(Stored data)

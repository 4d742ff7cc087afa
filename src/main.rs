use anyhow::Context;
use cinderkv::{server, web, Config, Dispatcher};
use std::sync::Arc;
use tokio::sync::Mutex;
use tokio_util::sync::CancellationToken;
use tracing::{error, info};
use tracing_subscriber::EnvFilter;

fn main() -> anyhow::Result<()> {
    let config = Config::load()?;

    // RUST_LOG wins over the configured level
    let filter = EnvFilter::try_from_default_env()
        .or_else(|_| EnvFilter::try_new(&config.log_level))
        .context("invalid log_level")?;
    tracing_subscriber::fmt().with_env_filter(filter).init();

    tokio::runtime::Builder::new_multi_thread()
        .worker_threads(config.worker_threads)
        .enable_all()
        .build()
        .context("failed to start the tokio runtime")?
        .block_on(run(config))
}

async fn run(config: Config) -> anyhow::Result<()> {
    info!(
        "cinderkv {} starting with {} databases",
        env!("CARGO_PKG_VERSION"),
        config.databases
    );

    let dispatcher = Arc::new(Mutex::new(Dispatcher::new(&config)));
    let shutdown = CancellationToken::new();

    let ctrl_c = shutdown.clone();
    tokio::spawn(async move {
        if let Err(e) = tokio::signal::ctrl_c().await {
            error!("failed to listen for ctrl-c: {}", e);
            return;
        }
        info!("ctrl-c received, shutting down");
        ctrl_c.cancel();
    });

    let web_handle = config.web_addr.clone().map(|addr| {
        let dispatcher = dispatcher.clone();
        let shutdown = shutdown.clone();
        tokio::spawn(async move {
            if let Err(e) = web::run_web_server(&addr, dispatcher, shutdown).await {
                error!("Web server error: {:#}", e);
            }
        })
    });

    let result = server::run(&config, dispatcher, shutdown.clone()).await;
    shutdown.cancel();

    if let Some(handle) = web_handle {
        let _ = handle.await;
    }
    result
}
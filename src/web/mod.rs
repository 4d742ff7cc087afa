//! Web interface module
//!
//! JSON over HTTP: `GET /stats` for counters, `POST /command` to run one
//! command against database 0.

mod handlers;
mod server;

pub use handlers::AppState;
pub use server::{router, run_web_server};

* Problem: Please give the number of lines in the data above that contain the word "over", with nothing else.

* Answer to this task: 2